(Saved entries)
------------------------------

#[tokio::test]
async fn test_login_resolve_logout() {
    let site = site();
    let user = site.user_with_role("alice", Role::User).await;
    let seen_before = user.last_seen;

    let failed = site
        .sessions
        .login("alice@example.com", "wrong", false)
        .await;
    assert!(matches!(failed, Err(DomainError::InvalidCredentials)));

    let session = site
        .sessions
        .login("alice@example.com", "password", true)
        .await
        .unwrap();
    assert_eq!(
        session.expires_in,
        SessionConfig::default().remember_ttl.as_secs() as i64
    );

    tokio::time::sleep(Duration::from_millis(5)).await;
    let resolved = site.sessions.resolve(&session.token).await.unwrap().unwrap();
    assert_eq!(resolved.id, user.id);
    assert!(resolved.last_seen > seen_before);
    let stored = site.users.find_by_id(user.id).await.unwrap().unwrap();
    assert_eq!(stored.last_seen, resolved.last_seen);

    site.sessions.logout(&session.token).await;
    assert!(site.sessions.resolve(&session.token).await.unwrap().is_none());

    // Idempotent, and tolerant of garbage.
    site.sessions.logout(&session.token).await;
    site.sessions.logout("not-a-token").await;
    assert!(site.sessions.resolve("not-a-token").await.unwrap().is_none());
}

/// User store whose `last_seen` writes always fail.
struct StaleUsers(InMemoryUserRepository);

#[async_trait]
impl BaseRepository<User, NewUser, i32> for StaleUsers {
    async fn find_by_id(&self, id: i32) -> Result<Option<User>, RepoError> {
        self.0.find_by_id(id).await
    }

    async fn insert(&self, new: NewUser) -> Result<User, RepoError> {
        self.0.insert(new).await
    }

    async fn update(&self, entity: User) -> Result<User, RepoError> {
        self.0.update(entity).await
    }

    async fn delete(&self, id: i32) -> Result<(), RepoError> {
        self.0.delete(id).await
    }
}

#[async_trait]
impl UserRepository for StaleUsers {
    async fn find_by_email(&self, email: &str) -> Result<Option<User>, RepoError> {
        self.0.find_by_email(email).await
    }

    async fn find_by_username(&self, username: &str) -> Result<Option<User>, RepoError> {
        self.0.find_by_username(username).await
    }

    async fn list_all(&self) -> Result<Vec<User>, RepoError> {
        self.0.list_all().await
    }

    async fn touch_last_seen(&self, _id: i32, _at: DateTime<Utc>) -> Result<(), RepoError> {
        Err(RepoError::Connection("database is gone".to_string()))
    }
}

#[tokio::test]
async fn test_resolve_survives_failed_last_seen_write() {
    let media = tempfile::tempdir().unwrap();
    let users = Arc::new(StaleUsers(InMemoryUserRepository::new()));
    let credentials = Arc::new(CredentialStore::new(
        users.clone(),
        Arc::new(Argon2PasswordService::with_params(
            Params::new(1024, 1, 1, None).unwrap(),
        )),
        Arc::new(FsImageStore::new(MediaConfig {
            root: media.path().to_path_buf(),
        })),
    ));
    let sessions = SessionManager::new(
        credentials.clone(),
        users.clone(),
        Arc::new(JwtTokenService::new(JwtConfig::default())),
        Arc::new(InMemoryCache::new()),
        SessionConfig::default(),
    );

    let user = credentials
        .register("alice", "alice@example.com", "password")
        .await
        .unwrap();
    let session = sessions
        .login("alice@example.com", "password", false)
        .await
        .unwrap();

    let resolved = sessions.resolve(&session.token).await.unwrap().unwrap();
    assert_eq!(resolved.id, user.id);
    assert_eq!(resolved.last_seen, user.last_seen);
}

#[tokio::test]
async fn test_admin_manages_users() {
    let site = site();
    let admin = site.user_with_role("admin", Role::Admin).await;
    let moderator = site.user_with_role("moderator", Role::Moderator).await;
    let admin_principal = Principal::from_user(&admin);

    let denied = site
        .admin
        .list_users(&Principal::from_user(&moderator))
        .await;
    assert!(matches!(denied, Err(DomainError::Forbidden)));

    let created = site
        .admin
        .create_user(
            &admin_principal,
            "editor",
            "editor@example.com",
            "pw",
            Role::Moderator,
        )
        .await
        .unwrap();
    assert_eq!(created.role, Role::Moderator);

    let duplicate = site
        .admin
        .create_user(&admin_principal, "editor", "x@example.com", "pw", Role::User)
        .await;
    assert!(matches!(duplicate, Err(DomainError::DuplicateUsername)));

    let promoted = site
        .admin
        .update_user(
            &admin_principal,
            created.id,
            UserChanges {
                role: Some(Role::Admin),
                about_me: Some("Now in charge".to_string()),
                ..Default::default()
            },
        )
        .await
        .unwrap();
    assert_eq!(promoted.role, Role::Admin);
    assert_eq!(promoted.username, "editor");

    assert_eq!(site.admin.list_users(&admin_principal).await.unwrap().len(), 3);
}

#[tokio::test]
async fn test_deleting_a_user_leaves_their_posts() {
    let site = site();
    let admin = site.user_with_role("admin", Role::Admin).await;
    let author = site.user_with_role("author", Role::User).await;
    let post = site
        .content
        .create_post(&Principal::from_user(&author), "Title", "Content", None)
        .await
        .unwrap();

    site.admin
        .delete_user(&Principal::from_user(&admin), author.id)
        .await
        .unwrap();

    assert!(site.users.find_by_id(author.id).await.unwrap().is_none());
    assert_eq!(site.content.get_post(post.id).await.unwrap().author_id, author.id);
    let remaining = site.content.list_all_posts().await.unwrap();
    assert_eq!(remaining.len(), 1);
    assert_eq!(remaining[0].author_id, author.id);

    let again = site
        .admin
        .delete_user(&Principal::from_user(&admin), author.id)
        .await;
    assert!(matches!(again, Err(DomainError::NotFound { .. })));
}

------------------------------

## What you have to do:
Find and copy each line of the data where "Some" is present.

## Answer to the problem:
                role: Some(Role::Admin),
                about_me: Some("Now in charge".to_string()),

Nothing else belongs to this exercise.